> ASSIGNMENT
Starting with the first line of the data that follows, transcribe every line verbatim until the line containing "both slide over." has been transcribed.

> Dataset entries
[Start of section]

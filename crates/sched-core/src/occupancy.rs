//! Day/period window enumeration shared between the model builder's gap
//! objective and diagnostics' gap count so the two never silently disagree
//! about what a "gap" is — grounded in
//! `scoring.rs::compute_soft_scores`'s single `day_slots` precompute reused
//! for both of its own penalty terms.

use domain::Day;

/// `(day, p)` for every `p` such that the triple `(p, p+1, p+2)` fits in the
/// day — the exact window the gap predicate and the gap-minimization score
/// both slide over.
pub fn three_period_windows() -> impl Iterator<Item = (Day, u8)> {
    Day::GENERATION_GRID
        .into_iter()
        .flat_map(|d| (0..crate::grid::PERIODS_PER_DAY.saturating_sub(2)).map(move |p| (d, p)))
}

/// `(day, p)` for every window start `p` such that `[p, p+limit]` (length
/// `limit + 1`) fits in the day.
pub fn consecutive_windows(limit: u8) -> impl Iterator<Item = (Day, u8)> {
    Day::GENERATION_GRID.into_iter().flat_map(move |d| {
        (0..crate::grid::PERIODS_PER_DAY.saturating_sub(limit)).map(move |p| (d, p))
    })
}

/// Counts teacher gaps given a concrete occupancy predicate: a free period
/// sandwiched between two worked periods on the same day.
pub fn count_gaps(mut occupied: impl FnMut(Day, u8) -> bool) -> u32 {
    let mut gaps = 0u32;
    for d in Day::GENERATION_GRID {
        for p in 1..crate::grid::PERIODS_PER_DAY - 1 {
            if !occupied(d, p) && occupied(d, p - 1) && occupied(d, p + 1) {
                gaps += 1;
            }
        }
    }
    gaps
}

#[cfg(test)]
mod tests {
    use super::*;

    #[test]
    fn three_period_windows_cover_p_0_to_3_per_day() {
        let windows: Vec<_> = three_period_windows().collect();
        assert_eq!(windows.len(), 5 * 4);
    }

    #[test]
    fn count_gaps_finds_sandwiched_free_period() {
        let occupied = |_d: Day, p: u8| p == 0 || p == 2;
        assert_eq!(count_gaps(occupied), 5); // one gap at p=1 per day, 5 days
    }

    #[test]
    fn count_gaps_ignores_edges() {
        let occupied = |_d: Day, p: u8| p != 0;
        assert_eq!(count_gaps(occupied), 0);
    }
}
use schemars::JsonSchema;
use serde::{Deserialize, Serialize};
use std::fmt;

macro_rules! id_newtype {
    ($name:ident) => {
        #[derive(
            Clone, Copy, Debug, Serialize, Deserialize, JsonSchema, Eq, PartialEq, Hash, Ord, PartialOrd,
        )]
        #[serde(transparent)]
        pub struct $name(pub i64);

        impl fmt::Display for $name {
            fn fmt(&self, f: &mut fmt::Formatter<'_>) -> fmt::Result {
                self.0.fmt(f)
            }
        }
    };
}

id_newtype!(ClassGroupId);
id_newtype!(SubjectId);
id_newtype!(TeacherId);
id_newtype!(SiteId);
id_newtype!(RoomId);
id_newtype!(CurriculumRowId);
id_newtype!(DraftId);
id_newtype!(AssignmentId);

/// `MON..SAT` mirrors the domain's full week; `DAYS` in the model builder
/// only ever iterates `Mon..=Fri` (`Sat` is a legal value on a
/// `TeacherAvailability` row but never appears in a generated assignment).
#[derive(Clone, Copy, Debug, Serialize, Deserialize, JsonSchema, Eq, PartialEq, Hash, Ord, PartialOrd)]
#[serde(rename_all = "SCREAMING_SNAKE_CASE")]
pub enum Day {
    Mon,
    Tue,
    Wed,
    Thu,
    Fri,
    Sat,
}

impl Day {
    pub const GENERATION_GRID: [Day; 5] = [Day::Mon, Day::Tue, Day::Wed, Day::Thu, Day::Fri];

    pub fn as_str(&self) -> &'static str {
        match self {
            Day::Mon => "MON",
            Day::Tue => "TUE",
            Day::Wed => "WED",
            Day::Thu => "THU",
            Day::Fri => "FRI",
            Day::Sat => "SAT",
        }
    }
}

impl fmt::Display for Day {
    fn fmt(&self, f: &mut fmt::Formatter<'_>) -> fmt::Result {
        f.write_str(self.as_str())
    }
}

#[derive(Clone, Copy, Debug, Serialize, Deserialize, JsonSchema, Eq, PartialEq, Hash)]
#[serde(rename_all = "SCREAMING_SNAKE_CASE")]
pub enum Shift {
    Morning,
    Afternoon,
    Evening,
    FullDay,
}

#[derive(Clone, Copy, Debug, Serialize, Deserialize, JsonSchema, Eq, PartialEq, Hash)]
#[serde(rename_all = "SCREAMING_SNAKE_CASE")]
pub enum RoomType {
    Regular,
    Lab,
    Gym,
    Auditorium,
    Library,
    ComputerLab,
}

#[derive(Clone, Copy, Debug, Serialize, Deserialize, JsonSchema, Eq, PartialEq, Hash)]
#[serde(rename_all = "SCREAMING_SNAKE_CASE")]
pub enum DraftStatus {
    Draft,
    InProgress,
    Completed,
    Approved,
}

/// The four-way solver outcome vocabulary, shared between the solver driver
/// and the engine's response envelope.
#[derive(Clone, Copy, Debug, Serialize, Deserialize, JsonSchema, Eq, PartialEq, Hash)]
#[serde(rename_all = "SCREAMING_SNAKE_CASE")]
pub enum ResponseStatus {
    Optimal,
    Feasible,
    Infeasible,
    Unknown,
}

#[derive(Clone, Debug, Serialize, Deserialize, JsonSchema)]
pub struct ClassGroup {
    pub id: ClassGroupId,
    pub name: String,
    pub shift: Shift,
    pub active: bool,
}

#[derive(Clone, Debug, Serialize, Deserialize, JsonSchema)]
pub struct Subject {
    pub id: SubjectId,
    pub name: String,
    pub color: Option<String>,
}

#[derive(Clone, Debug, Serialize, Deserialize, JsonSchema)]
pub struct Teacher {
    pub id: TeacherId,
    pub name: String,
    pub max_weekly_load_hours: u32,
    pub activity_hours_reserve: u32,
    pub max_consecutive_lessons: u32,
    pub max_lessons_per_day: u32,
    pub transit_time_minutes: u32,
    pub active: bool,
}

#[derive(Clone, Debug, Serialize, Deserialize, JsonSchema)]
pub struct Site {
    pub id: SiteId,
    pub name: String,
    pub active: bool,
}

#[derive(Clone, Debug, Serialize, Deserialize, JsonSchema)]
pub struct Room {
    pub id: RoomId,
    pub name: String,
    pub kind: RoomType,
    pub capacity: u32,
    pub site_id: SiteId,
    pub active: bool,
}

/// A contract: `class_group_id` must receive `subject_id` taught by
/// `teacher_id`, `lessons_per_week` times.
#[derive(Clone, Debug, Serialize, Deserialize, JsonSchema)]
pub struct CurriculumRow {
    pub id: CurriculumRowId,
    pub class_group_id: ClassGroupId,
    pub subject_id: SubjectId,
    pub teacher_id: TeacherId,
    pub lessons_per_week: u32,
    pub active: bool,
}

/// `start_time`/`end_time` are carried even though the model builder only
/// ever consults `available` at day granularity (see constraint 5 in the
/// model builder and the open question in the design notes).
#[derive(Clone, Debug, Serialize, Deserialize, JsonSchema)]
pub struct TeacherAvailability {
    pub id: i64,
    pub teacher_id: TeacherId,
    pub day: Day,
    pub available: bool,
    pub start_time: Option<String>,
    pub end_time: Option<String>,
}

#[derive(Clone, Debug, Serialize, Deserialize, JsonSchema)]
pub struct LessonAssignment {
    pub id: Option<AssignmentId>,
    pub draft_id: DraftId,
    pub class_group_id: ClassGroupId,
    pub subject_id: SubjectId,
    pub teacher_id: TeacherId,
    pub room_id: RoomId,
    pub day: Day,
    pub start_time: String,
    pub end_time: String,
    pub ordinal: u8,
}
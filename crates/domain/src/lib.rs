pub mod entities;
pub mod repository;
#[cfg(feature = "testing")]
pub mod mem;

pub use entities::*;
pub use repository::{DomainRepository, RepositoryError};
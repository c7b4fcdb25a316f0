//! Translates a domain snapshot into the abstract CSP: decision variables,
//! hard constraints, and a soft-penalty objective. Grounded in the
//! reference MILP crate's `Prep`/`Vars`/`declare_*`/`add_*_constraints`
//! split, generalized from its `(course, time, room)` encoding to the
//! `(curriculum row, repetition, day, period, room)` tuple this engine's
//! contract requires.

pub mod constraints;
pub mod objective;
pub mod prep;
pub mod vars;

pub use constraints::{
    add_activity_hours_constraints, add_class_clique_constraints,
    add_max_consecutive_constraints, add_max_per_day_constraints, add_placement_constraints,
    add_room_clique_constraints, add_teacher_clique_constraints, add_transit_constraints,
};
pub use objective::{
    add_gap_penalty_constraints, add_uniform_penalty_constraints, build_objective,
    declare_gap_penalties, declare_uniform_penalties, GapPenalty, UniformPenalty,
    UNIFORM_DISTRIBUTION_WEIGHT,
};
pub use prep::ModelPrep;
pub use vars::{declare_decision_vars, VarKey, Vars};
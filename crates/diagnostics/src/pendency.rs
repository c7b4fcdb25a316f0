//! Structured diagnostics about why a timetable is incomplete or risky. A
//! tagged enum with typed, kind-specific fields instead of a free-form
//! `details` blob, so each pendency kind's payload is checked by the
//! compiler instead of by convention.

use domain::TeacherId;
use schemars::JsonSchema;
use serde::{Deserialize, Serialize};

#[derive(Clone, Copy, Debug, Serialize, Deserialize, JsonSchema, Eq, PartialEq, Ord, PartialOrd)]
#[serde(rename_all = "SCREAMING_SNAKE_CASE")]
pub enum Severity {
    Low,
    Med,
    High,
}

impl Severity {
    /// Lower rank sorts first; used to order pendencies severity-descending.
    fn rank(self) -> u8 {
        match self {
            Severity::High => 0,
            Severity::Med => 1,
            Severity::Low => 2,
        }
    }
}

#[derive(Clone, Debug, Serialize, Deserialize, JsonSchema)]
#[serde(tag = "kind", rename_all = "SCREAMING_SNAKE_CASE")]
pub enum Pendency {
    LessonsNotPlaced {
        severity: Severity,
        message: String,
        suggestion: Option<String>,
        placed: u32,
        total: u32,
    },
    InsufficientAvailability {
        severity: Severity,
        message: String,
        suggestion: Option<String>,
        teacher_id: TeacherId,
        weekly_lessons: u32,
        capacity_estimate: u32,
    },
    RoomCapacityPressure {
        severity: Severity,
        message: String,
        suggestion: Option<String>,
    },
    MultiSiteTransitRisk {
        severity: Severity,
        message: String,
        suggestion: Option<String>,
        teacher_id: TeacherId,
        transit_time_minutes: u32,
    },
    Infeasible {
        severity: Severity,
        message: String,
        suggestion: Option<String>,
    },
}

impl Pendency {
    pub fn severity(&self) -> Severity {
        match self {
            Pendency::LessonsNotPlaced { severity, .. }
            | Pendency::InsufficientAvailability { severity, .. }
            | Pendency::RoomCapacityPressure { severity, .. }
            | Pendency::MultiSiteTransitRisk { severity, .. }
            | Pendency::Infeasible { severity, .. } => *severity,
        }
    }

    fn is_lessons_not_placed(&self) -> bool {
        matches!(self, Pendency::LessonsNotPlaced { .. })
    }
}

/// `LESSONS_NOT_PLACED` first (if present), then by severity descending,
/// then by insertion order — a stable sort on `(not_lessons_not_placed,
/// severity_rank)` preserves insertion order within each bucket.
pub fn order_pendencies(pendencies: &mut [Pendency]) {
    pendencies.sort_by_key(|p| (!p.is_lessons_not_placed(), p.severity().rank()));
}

[End of section]

> REPLY
filename crates/sched-core/src/occupancy.rs
//! Day/period window enumeration shared between the model builder's gap
//! objective and diagnostics' gap count so the two never silently disagree
//! about what a "gap" is — grounded in
//! `scoring.rs::compute_soft_scores`'s single `day_slots` precompute reused
//! for both of its own penalty terms.

use domain::Day;

/// `(day, p)` for every `p` such that the triple `(p, p+1, p+2)` fits in the
/// day — the exact window the gap predicate and the gap-minimization score
/// both slide over.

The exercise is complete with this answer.